**Source material**
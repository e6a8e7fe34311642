//! 18-byte detailed timing definitions
//!
//! Shared by the base block descriptor slots and the trailing area of CTA-861
//! extension blocks.

use crate::diagnostics::Scope;
use serde::Serialize;

pub const DETAILED_TIMING_SIZE: usize = 18;

#[derive(Debug, Clone, Copy, PartialEq, Eq, Serialize)]
pub enum StereoMode {
    None,
    FieldSequentialRight,
    FieldSequentialLeft,
    TwoWayInterleavedRight,
    TwoWayInterleavedLeft,
    FourWayInterleaved,
    SideBySideInterleaved,
}

#[derive(Debug, Clone, Copy, PartialEq, Eq, Serialize)]
pub enum SyncPolarity {
    Negative,
    Positive,
}

impl SyncPolarity {
    fn from_bit(set: bool) -> Self {
        if set {
            SyncPolarity::Positive
        } else {
            SyncPolarity::Negative
        }
    }
}

/// Sync signal description from the flags byte
#[derive(Debug, Clone, Copy, PartialEq, Eq, Serialize)]
pub enum SyncSignal {
    Analog {
        bipolar: bool,
        serrations: bool,
        sync_on_all_rgb: bool,
    },
    DigitalComposite {
        serrations: bool,
        horiz_polarity: SyncPolarity,
    },
    DigitalSeparate {
        vert_polarity: SyncPolarity,
        horiz_polarity: SyncPolarity,
    },
}

#[derive(Debug, Clone, PartialEq, Serialize)]
pub struct DetailedTiming {
    pub pixel_clock_hz: u64,
    pub horiz_video: u16,
    pub horiz_blank: u16,
    pub horiz_front_porch: u16,
    pub horiz_sync_pulse: u16,
    pub horiz_image_mm: u16,
    pub horiz_border: u8,
    pub vert_video: u16,
    pub vert_blank: u16,
    pub vert_front_porch: u16,
    pub vert_sync_pulse: u16,
    pub vert_image_mm: u16,
    pub vert_border: u8,
    pub interlaced: bool,
    pub stereo: StereoMode,
    pub sync: SyncSignal,
}

impl DetailedTiming {
    /// Decode a timing whose pixel clock field is non-zero.
    ///
    /// Inconsistent porches are reported but the timing is still returned.
    pub fn parse(d: &[u8; DETAILED_TIMING_SIZE], scope: &mut Scope<'_>) -> Self {
        let hi4 = |lo: usize, hi: usize, shift: u32| u16::from(d[lo]) | (u16::from((d[hi] >> shift) & 0x0F) << 8);

        let pixel_clock_hz = u64::from(u16::from_le_bytes([d[0], d[1]])) * 10_000;
        let horiz_video = hi4(2, 4, 4);
        let horiz_blank = hi4(3, 4, 0);
        let vert_video = hi4(5, 7, 4);
        let vert_blank = hi4(6, 7, 0);

        let horiz_front_porch = u16::from(d[8]) | (u16::from(d[11] >> 6) << 8);
        let horiz_sync_pulse = u16::from(d[9]) | (u16::from((d[11] >> 4) & 0x03) << 8);
        let vert_front_porch = u16::from(d[10] >> 4) | (u16::from((d[11] >> 2) & 0x03) << 4);
        let vert_sync_pulse = u16::from(d[10] & 0x0F) | (u16::from(d[11] & 0x03) << 4);

        let horiz_image_mm = hi4(12, 14, 4);
        let vert_image_mm = hi4(13, 14, 0);

        let flags = d[17];
        let interlaced = flags & 0x80 != 0;
        let stereo = match ((flags >> 4) & 0x06) | (flags & 0x01) {
            0b010 => StereoMode::FieldSequentialRight,
            0b100 => StereoMode::FieldSequentialLeft,
            0b011 => StereoMode::TwoWayInterleavedRight,
            0b101 => StereoMode::TwoWayInterleavedLeft,
            0b110 => StereoMode::FourWayInterleaved,
            0b111 => StereoMode::SideBySideInterleaved,
            _ => StereoMode::None,
        };
        let sync = match (flags >> 3) & 0x03 {
            0b00 | 0b01 => SyncSignal::Analog {
                bipolar: (flags >> 3) & 0x01 != 0,
                serrations: flags & 0x04 != 0,
                sync_on_all_rgb: flags & 0x02 != 0,
            },
            0b10 => SyncSignal::DigitalComposite {
                serrations: flags & 0x04 != 0,
                horiz_polarity: SyncPolarity::from_bit(flags & 0x02 != 0),
            },
            _ => SyncSignal::DigitalSeparate {
                vert_polarity: SyncPolarity::from_bit(flags & 0x04 != 0),
                horiz_polarity: SyncPolarity::from_bit(flags & 0x02 != 0),
            },
        };

        if horiz_front_porch + horiz_sync_pulse > horiz_blank {
            scope.fail(format!(
                "Detailed timing {}x{}: horizontal front porch + sync ({}) exceeds blanking ({})",
                horiz_video,
                vert_video,
                horiz_front_porch + horiz_sync_pulse,
                horiz_blank
            ));
        }
        if vert_front_porch + vert_sync_pulse > vert_blank {
            scope.fail(format!(
                "Detailed timing {}x{}: vertical front porch + sync ({}) exceeds blanking ({})",
                horiz_video,
                vert_video,
                vert_front_porch + vert_sync_pulse,
                vert_blank
            ));
        }

        Self {
            pixel_clock_hz,
            horiz_video,
            horiz_blank,
            horiz_front_porch,
            horiz_sync_pulse,
            horiz_image_mm,
            horiz_border: d[15],
            vert_video,
            vert_blank,
            vert_front_porch,
            vert_sync_pulse,
            vert_image_mm,
            vert_border: d[16],
            interlaced,
            stereo,
            sync,
        }
    }

    pub fn horiz_total(&self) -> u32 {
        u32::from(self.horiz_video) + u32::from(self.horiz_blank)
    }

    pub fn vert_total(&self) -> u32 {
        u32::from(self.vert_video) + u32::from(self.vert_blank)
    }

    /// Field refresh rate in Hz, 0 if the totals are degenerate
    pub fn refresh_hz(&self) -> f64 {
        let total = u64::from(self.horiz_total()) * u64::from(self.vert_total());
        if total == 0 {
            return 0.0;
        }
        let rate = self.pixel_clock_hz as f64 / total as f64;
        if self.interlaced {
            rate * 2.0
        } else {
            rate
        }
    }
}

**Task description**
Show every line of the listing that includes the word "bool".

**Response for this exercise**
    fn from_bit(set: bool) -> Self {
        bipolar: bool,
        serrations: bool,
        sync_on_all_rgb: bool,
        serrations: bool,
    pub interlaced: bool,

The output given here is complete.